Hi Nicholas, Could you send me some more info. e.g. the exact error trace of your python code and potentially even the gtf/fa files. I'll look into it asap.

The error from Ewald is clearly the result of parsing transcripts rather than chromosomes (see his output). Normally, the code is flexible enough to be able to handle missing fields for tag and transcript_support_level. I am not sure which field genome_name refers to, because it does not exist in the code.

Maybe open a separate issue because I don't think the two are related.

[jdcla]

@ewaldvandyk Are you still experiencing issues?

[ewaldvandyk]

I'm not experiencing this particular issue anymore. However I did run into problems when riboseq data was aligned to the genome instead of the transcriptome. Therefore it seems as though the reference fasta file need to be relative to the genome (relative to chromosomes), whereas the actual riboseq sam/bam files need to be aligned to the transcriptome. To summarise: Reference fasta file -> relative to genome
gtf file -> matched to .fa file (i.e. make sure it is relative to GRCh38) ribo profiles -> bam files aligned to transcriptome (not genome). I've only tested .bam, not .sam files. Is this correct?

I have a few extra questions/comments:

1. Do you have a rule of thumb indicating how much RAM memory I need? I suppose this depends on the number of samples and read depth of each riboseq sample. So far I consistently underestimated this requirement (via slurm) and get jobs killed after many hours (I've tried up to 50GB max memory).
2. It seems that RIBO-former package management only supports pip. I prefer to use miniconda and when I created a virtual environment for RIBO-former, one of the first packages I installed was riboformer itself and it automatically installed dependencies via. pip (numpy, etc), which causes serious dependency issues later on (clashes with miniconda). I eventually solved this problem by making a list of all riboformer dependancies, installed as many as possible with conda, and then installed riboformer with pip and now everything seems to be working (minus the RAM requirement issue).

I greatly appreciate the help. Best regards, Ewald

[jdcla]

Your summary is correct. To answer your questions:

1. RAM is actually only needed to parse the data from the .bam files. I use biobear to load these files in fully. Once loaded in the hdf5 format, the data is loaded per sample/batch. As such, RAM requirements are mainly dependent on the largest bam file being parsed. When using HPC infrastructure, it might be easier to simply parse the files first using a local server if available (running the script with the --data flag), and do the processing afterwards on the cluster.

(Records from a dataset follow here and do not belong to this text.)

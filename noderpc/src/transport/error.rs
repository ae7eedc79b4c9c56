//
// Copyright 2026 Hans W. Uhlig. All Rights Reserved.
//
// Licensed under the Apache License, Version 2.0 (the "License");
// you may not use this file except in compliance with the License.
// You may obtain a copy of the License at
//
//      http://www.apache.org/licenses/LICENSE-2.0
//
// Unless required by applicable law or agreed to in writing, software
// distributed under the License is distributed on an "AS IS" BASIS,
// WITHOUT WARRANTIES OR CONDITIONS OF ANY KIND, either express or implied.
// See the License for the specific language governing permissions and
// limitations under the License.
//

//! Transport layer error types.
//!
//! Transport errors describe failures of the byte stream and of the frame
//! layer built on top of it. Almost all of them end the connection: a frame
//! whose length prefix is out of bounds leaves the reader unable to find the
//! next frame boundary, and a failed read or write means the peer is gone.

use std::io;
use thiserror::Error;

/// Errors raised by transports, the frame codec and connection writers.
#[derive(Debug, Error)]
pub enum TransportError {
    /// Establishing an outbound connection failed.
    #[error("failed to connect to {address}: {source}")]
    ConnectionFailed {
        /// Address that was dialled.
        address: String,
        /// Underlying I/O error.
        #[source]
        source: io::Error,
    },

    /// The peer went away while the connection was in use.
    #[error("connection lost: {reason}")]
    ConnectionLost {
        /// Description of what was in progress.
        reason: String,
        /// Underlying I/O error, if any.
        #[source]
        source: Option<io::Error>,
    },

    /// Reading from the stream failed.
    #[error("read failed: {source}")]
    ReadFailed {
        /// Underlying I/O error.
        #[source]
        source: io::Error,
    },

    /// Writing to the stream failed.
    #[error("write failed: {source}")]
    WriteFailed {
        /// Underlying I/O error.
        #[source]
        source: io::Error,
    },

    /// A frame announced a body shorter than the configured minimum.
    #[error("message too short: {len} < {min}")]
    FrameTooShort {
        /// Announced body length.
        len: usize,
        /// Configured minimum.
        min: usize,
    },

    /// A frame body exceeds the configured maximum.
    #[error("message too long: {len} > {max}")]
    FrameTooLarge {
        /// Body length.
        len: usize,
        /// Configured maximum.
        max: usize,
    },

    /// The per-connection write queue has no room left.
    #[error("pending write queue full ({capacity} frames)")]
    WriteBufferFull {
        /// Queue depth.
        capacity: usize,
    },

    /// The server already serves its maximum number of connections.
    #[error("too many connections (limit {limit})")]
    TooManyConnections {
        /// Configured connection limit.
        limit: usize,
    },

    /// Configuration values cannot be used.
    #[error("invalid configuration: {reason}")]
    InvalidConfiguration {
        /// What is wrong with it.
        reason: String,
    },

    /// The connection was closed locally.
    #[error("transport is closed")]
    Closed,

    /// Binding a listener failed.
    #[error("failed to bind to {address}: {source}")]
    BindFailed {
        /// Address that was requested.
        address: String,
        /// Underlying I/O error.
        #[source]
        source: io::Error,
    },

    /// Any other I/O error.
    #[error("I/O error: {source}")]
    Io {
        /// Underlying I/O error.
        #[source]
        source: io::Error,
    },
}

impl TransportError {
    /// Returns `true` if retrying the operation (or reconnecting) may succeed.
    ///
    /// # Examples
    ///
    /// ```rust
    /// use noderpc::transport::TransportError;
    ///
    /// assert!(!TransportError::FrameTooLarge { len: 70_000, max: 65_535 }.is_recoverable());
    /// assert!(TransportError::WriteBufferFull { capacity: 16 }.is_recoverable());
    /// ```
    pub fn is_recoverable(&self) -> bool {
        match self {
            TransportError::ConnectionFailed { .. }
            | TransportError::ConnectionLost { .. }
            | TransportError::WriteBufferFull { .. }
            | TransportError::TooManyConnections { .. } => true,

            TransportError::ReadFailed { source }
            | TransportError::WriteFailed { source }
            | TransportError::Io { source } => matches!(
                source.kind(),
                io::ErrorKind::Interrupted | io::ErrorKind::WouldBlock | io::ErrorKind::TimedOut
            ),

            TransportError::FrameTooShort { .. }
            | TransportError::FrameTooLarge { .. }
            | TransportError::InvalidConfiguration { .. }
            | TransportError::Closed
            | TransportError::BindFailed { .. } => false,
        }
    }

    /// Returns `true` if the connection that produced this error must be torn down.
    ///
    /// A framing violation desynchronizes the reader, so it is always fatal.
    pub fn should_close_transport(&self) -> bool {
        match self {
            TransportError::ConnectionLost { .. }
            | TransportError::Closed
            | TransportError::FrameTooShort { .. }
            | TransportError::FrameTooLarge { .. }
            | TransportError::WriteBufferFull { .. }
            | TransportError::TooManyConnections { .. } => true,

            TransportError::ConnectionFailed { .. }
            | TransportError::InvalidConfiguration { .. }
            | TransportError::BindFailed { .. } => false,

            TransportError::ReadFailed { source }
            | TransportError::WriteFailed { source }
            | TransportError::Io { source } => !matches!(
                source.kind(),
                io::ErrorKind::Interrupted | io::ErrorKind::WouldBlock
            ),
        }
    }

    /// Builds an [`TransportError::InvalidConfiguration`].
    pub fn invalid_configuration(reason: impl Into<String>) -> Self {
        TransportError::InvalidConfiguration {
            reason: reason.into(),
        }
    }

    /// Classifies a failed read, mapping EOF to a lost connection.
    pub(crate) fn from_read(error: io::Error) -> Self {
        if error.kind() == io::ErrorKind::UnexpectedEof {
            TransportError::ConnectionLost {
                reason: "peer closed the connection".to_string(),
                source: Some(error),
            }
        } else {
            TransportError::ReadFailed { source: error }
        }
    }
}

impl From<io::Error> for TransportError {
    fn from(error: io::Error) -> Self {
        TransportError::Io { source: error }
    }
}

#[cfg(test)]
mod tests {
    use super::*;

    #[test]
    fn test_framing_violations_close_the_connection() {
        let short = TransportError::FrameTooShort { len: 1, min: 2 };
        let long = TransportError::FrameTooLarge { len: 70_000, max: 65_535 };
        assert!(short.should_close_transport());
        assert!(long.should_close_transport());
        assert!(!short.is_recoverable());
        assert_eq!(long.to_string(), "message too long: 70000 > 65535");
    }

    #[test]
    fn test_eof_maps_to_connection_lost() {
        let error = TransportError::from_read(io::Error::new(io::ErrorKind::UnexpectedEof, "eof"));
        assert!(matches!(error, TransportError::ConnectionLost { .. }));
        assert!(error.should_close_transport());

        let error = TransportError::from_read(io::Error::new(io::ErrorKind::Interrupted, "signal"));
        assert!(matches!(error, TransportError::ReadFailed { .. }));
        assert!(error.is_recoverable());
    }

    #[test]
    fn test_bind_failure_is_permanent() {
        let error = TransportError::BindFailed {
            address: "0.0.0.0:1".to_string(),
            source: io::Error::new(io::ErrorKind::PermissionDenied, "denied"),
        };
        assert!(!error.is_recoverable());
        assert!(!error.should_close_transport());
    }

    #[test]
    fn test_invalid_configuration_helper() {
        let error = TransportError::invalid_configuration("length field must be 1, 2 or 4 bytes");
        assert_eq!(
            error.to_string(),
            "invalid configuration: length field must be 1, 2 or 4 bytes"
        );
    }
}
//
// Copyright 2026 Hans W. Uhlig. All Rights Reserved.
//
// Licensed under the Apache License, Version 2.0 (the "License");
// you may not use this file except in compliance with the License.
// You may obtain a copy of the License at
//
//      http://www.apache.org/licenses/LICENSE-2.0
//
// Unless required by applicable law or agreed to in writing, software
// distributed under the License is distributed on an "AS IS" BASIS,
// WITHOUT WARRANTIES OR CONDITIONS OF ANY KIND, either express or implied.
// See the License for the specific language governing permissions and
// limitations under the License.
//

//! In-memory argument and reply values.
//!
//! A [`Payload`] is what application code hands to the call API and what a
//! handler receives as arguments. Each variant is understood by exactly one
//! processor, which is how the registry picks a codec when the caller does
//! not name one.

use crate::serialization::{DeserializationError, SerializationError};
use bytes::Bytes;
use serde::Serialize;
use serde::de::DeserializeOwned;

/// An argument or reply value.
#[derive(Debug, Clone, PartialEq)]
pub enum Payload {
    /// A JSON document, handled by the JSON processor.
    Json(serde_json::Value),
    /// An encoded protobuf message, handled by the Protobuf processor.
    Protobuf(Bytes),
    /// Opaque binary data, handled by binary extension processors.
    Binary(Bytes),
}

impl Payload {
    /// Serializes `value` into a JSON payload.
    pub fn json<T: Serialize + ?Sized>(value: &T) -> Result<Self, SerializationError> {
        Ok(Self::Json(serde_json::to_value(value)?))
    }

    /// Encodes a protobuf message.
    pub fn protobuf<M: prost::Message>(message: &M) -> Self {
        Self::Protobuf(Bytes::from(message.encode_to_vec()))
    }

    /// Serializes `value` with postcard into a binary payload.
    #[cfg(feature = "postcard")]
    pub fn postcard<T: Serialize + ?Sized>(value: &T) -> Result<Self, SerializationError> {
        Ok(Self::Binary(Bytes::from(postcard::to_allocvec(value)?)))
    }

    /// Wraps raw bytes.
    pub fn binary(bytes: impl Into<Bytes>) -> Self {
        Self::Binary(bytes.into())
    }

    /// Deserializes a JSON payload into `T`.
    pub fn decode_json<T: DeserializeOwned>(&self) -> Result<T, DeserializationError> {
        match self {
            Self::Json(value) => Ok(serde_json::from_value(value.clone())?),
            other => Err(other.mismatch("json")),
        }
    }

    /// Decodes a protobuf payload into `M`.
    pub fn decode_protobuf<M: prost::Message + Default>(&self) -> Result<M, DeserializationError> {
        match self {
            Self::Protobuf(bytes) => Ok(M::decode(bytes.as_ref())?),
            other => Err(other.mismatch("protobuf")),
        }
    }

    /// Deserializes a postcard-encoded binary payload into `T`.
    #[cfg(feature = "postcard")]
    pub fn decode_postcard<T: DeserializeOwned>(&self) -> Result<T, DeserializationError> {
        match self {
            Self::Binary(bytes) => Ok(postcard::from_bytes(bytes)?),
            other => Err(other.mismatch("binary")),
        }
    }

    /// Short name of the variant.
    pub fn kind(&self) -> &'static str {
        match self {
            Self::Json(_) => "json",
            Self::Protobuf(_) => "protobuf",
            Self::Binary(_) => "binary",
        }
    }

    fn mismatch(&self, expected: &str) -> DeserializationError {
        DeserializationError::new(format!(
            "expected a {} payload, found {}",
            expected,
            self.kind()
        ))
    }
}

impl From<serde_json::Value> for Payload {
    fn from(value: serde_json::Value) -> Self {
        Self::Json(value)
    }
}
//
// Copyright 2026 Hans W. Uhlig. All Rights Reserved.
//
// Licensed under the Apache License, Version 2.0 (the "License");
// you may not use this file except in compliance with the License.
// You may obtain a copy of the License at
//
//      http://www.apache.org/licenses/LICENSE-2.0
//
// Unless required by applicable law or agreed to in writing, software
// distributed under the License is distributed on an "AS IS" BASIS,
// WITHOUT WARRANTIES OR CONDITIONS OF ANY KIND, either express or implied.
// See the License for the specific language governing permissions and
// limitations under the License.
//

//! The pending-call table.
//!
//! Maps the sequence number of every outstanding call to its [`Call`]. The
//! table is shared between the thread that issues calls and every context
//! that may complete one (connection read loops, handler tasks, the expiry
//! sweep), so all operations are synchronous and take a short lock.
//!
//! A sequence number is live from [`add_pending`](PendingCalls::add_pending)
//! until exactly one [`remove_pending`](PendingCalls::remove_pending). A
//! second removal finds nothing; callers treat that as a correlation error.

use crate::rpc::{Call, PooledCall};
use parking_lot::Mutex;
use std::collections::HashMap;
use std::sync::atomic::{AtomicU64, Ordering};
use std::time::Duration;
use tokio::time::Instant;

struct Entry {
    call: PooledCall,
    registered_at: Instant,
}

/// Sequence generator plus the map of outstanding calls.
pub struct PendingCalls {
    next_seq: AtomicU64,
    calls: Mutex<HashMap<u64, Entry>>,
}

impl PendingCalls {
    /// Creates an empty table whose first sequence number is 1.
    #[must_use]
    pub fn new() -> Self {
        Self {
            next_seq: AtomicU64::new(1),
            calls: Mutex::new(HashMap::new()),
        }
    }

    /// Returns the next sequence number. Never returns 0.
    pub fn generate_seq(&self) -> u64 {
        loop {
            let seq = self.next_seq.fetch_add(1, Ordering::Relaxed);
            if seq != 0 {
                return seq;
            }
        }
    }

    /// Registers `call` under its sequence number.
    ///
    /// Gives the call back if that sequence number is already live.
    pub fn add_pending(&self, call: PooledCall) -> Result<(), PooledCall> {
        let seq = call.seq();
        let mut calls = self.calls.lock();
        if calls.contains_key(&seq) {
            return Err(call);
        }
        calls.insert(
            seq,
            Entry {
                call,
                registered_at: Instant::now(),
            },
        );
        Ok(())
    }

    /// Takes the call registered under `seq` out of the table.
    pub fn remove_pending(&self, seq: u64) -> Option<PooledCall> {
        self.calls.lock().remove(&seq).map(|entry| entry.call)
    }

    /// Returns `true` if `seq` is outstanding.
    pub fn contains(&self, seq: u64) -> bool {
        self.calls.lock().contains_key(&seq)
    }

    /// Number of outstanding calls.
    pub fn len(&self) -> usize {
        self.calls.lock().len()
    }

    /// Returns `true` if nothing is outstanding.
    pub fn is_empty(&self) -> bool {
        self.calls.lock().is_empty()
    }

    /// Removes every call pending for at least `ttl`, with its age.
    pub fn expire(&self, ttl: Duration) -> Vec<(PooledCall, Duration)> {
        let now = Instant::now();
        let mut calls = self.calls.lock();
        let expired: Vec<u64> = calls
            .iter()
            .filter(|(_, entry)| now.saturating_duration_since(entry.registered_at) >= ttl)
            .map(|(seq, _)| *seq)
            .collect();
        expired
            .into_iter()
            .filter_map(|seq| calls.remove(&seq))
            .map(|entry| {
                let age = now.saturating_duration_since(entry.registered_at);
                (entry.call, age)
            })
            .collect()
    }

    /// Removes every outstanding call.
    pub fn drain(&self) -> Vec<PooledCall> {
        self.calls.lock().drain().map(|(_, entry)| entry.call).collect()
    }

    /// Applies `f` to the call registered under `seq` without removing it.
    pub fn inspect<R>(&self, seq: u64, f: impl FnOnce(&Call) -> R) -> Option<R> {
        self.calls.lock().get(&seq).map(|entry| f(&entry.call))
    }
}

impl Default for PendingCalls {
    fn default() -> Self {
        Self::new()
    }
}

impl std::fmt::Debug for PendingCalls {
    fn fmt(&self, f: &mut std::fmt::Formatter<'_>) -> std::fmt::Result {
        f.debug_struct("PendingCalls")
            .field("next_seq", &self.next_seq.load(Ordering::Relaxed))
            .field("pending", &self.len())
            .finish()
    }
}

#[cfg(test)]
mod tests {
    use super::*;
    use crate::pool::Pool;
    use std::collections::HashSet;
    use std::sync::Arc;

    fn call(pool: &Pool<Call>, seq: u64) -> PooledCall {
        let mut call = pool.acquire();
        call.seq = seq;
        call
    }

    #[test]
    fn test_sequences_start_at_one() {
        let pending = PendingCalls::new();
        assert_eq!(pending.generate_seq(), 1);
        assert_eq!(pending.generate_seq(), 2);
    }

    #[test]
    fn test_sequence_zero_is_skipped_on_wrap() {
        let pending = PendingCalls::new();
        pending.next_seq.store(u64::MAX, Ordering::Relaxed);
        assert_eq!(pending.generate_seq(), u64::MAX);
        assert_eq!(pending.generate_seq(), 1);
    }

    #[test]
    fn test_concurrent_sequences_are_unique() {
        let pending = Arc::new(PendingCalls::new());
        let threads: Vec<_> = (0..8)
            .map(|_| {
                let pending = Arc::clone(&pending);
                std::thread::spawn(move || {
                    (0..1000).map(|_| pending.generate_seq()).collect::<Vec<_>>()
                })
            })
            .collect();
        let mut seen = HashSet::new();
        for thread in threads {
            for seq in thread.join().unwrap() {
                assert!(seen.insert(seq), "duplicate seq {}", seq);
            }
        }
        assert_eq!(seen.len(), 8000);
    }

    #[test]
    fn test_remove_is_exactly_once() {
        let pool: Pool<Call> = Pool::new(4);
        let pending = PendingCalls::new();
        pending.add_pending(call(&pool, 3)).unwrap();
        assert!(pending.contains(3));

        let removed = pending.remove_pending(3).unwrap();
        assert_eq!(removed.seq(), 3);
        assert!(pending.remove_pending(3).is_none());
        drop(removed);
        assert_eq!(pool.outstanding(), 0);
    }

    #[test]
    fn test_duplicate_registration_is_refused() {
        let pool: Pool<Call> = Pool::new(4);
        let pending = PendingCalls::new();
        pending.add_pending(call(&pool, 8)).unwrap();
        let rejected = pending.add_pending(call(&pool, 8)).unwrap_err();
        assert_eq!(rejected.seq(), 8);
        assert_eq!(pending.len(), 1);
    }

    #[test]
    fn test_expire_only_old_calls() {
        let pool: Pool<Call> = Pool::new(4);
        let pending = PendingCalls::new();
        pending.add_pending(call(&pool, 1)).unwrap();
        std::thread::sleep(Duration::from_millis(30));
        pending.add_pending(call(&pool, 2)).unwrap();

        let expired = pending.expire(Duration::from_millis(20));
        assert_eq!(expired.len(), 1);
        assert_eq!(expired[0].0.seq(), 1);
        assert!(expired[0].1 >= Duration::from_millis(20));
        assert!(pending.contains(2));
        assert_eq!(pending.inspect(2, |call| call.seq()), Some(2));
    }

    #[test]
    fn test_drain_empties_the_table() {
        let pool: Pool<Call> = Pool::new(4);
        let pending = PendingCalls::new();
        for seq in 1..=3 {
            pending.add_pending(call(&pool, seq)).unwrap();
        }
        let drained = pending.drain();
        assert_eq!(drained.len(), 3);
        assert!(pending.is_empty());
    }
}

2. I personally do not like conda due to my experience of conda not being able to solve environments for older packages. If you simply create custom environments for different tools/processing pipelines, you solve your problem. Essentiallly, create an environment for just running RIBO-former.

[jdcla]

I'm closing this issue now as it seems the original problem is solved.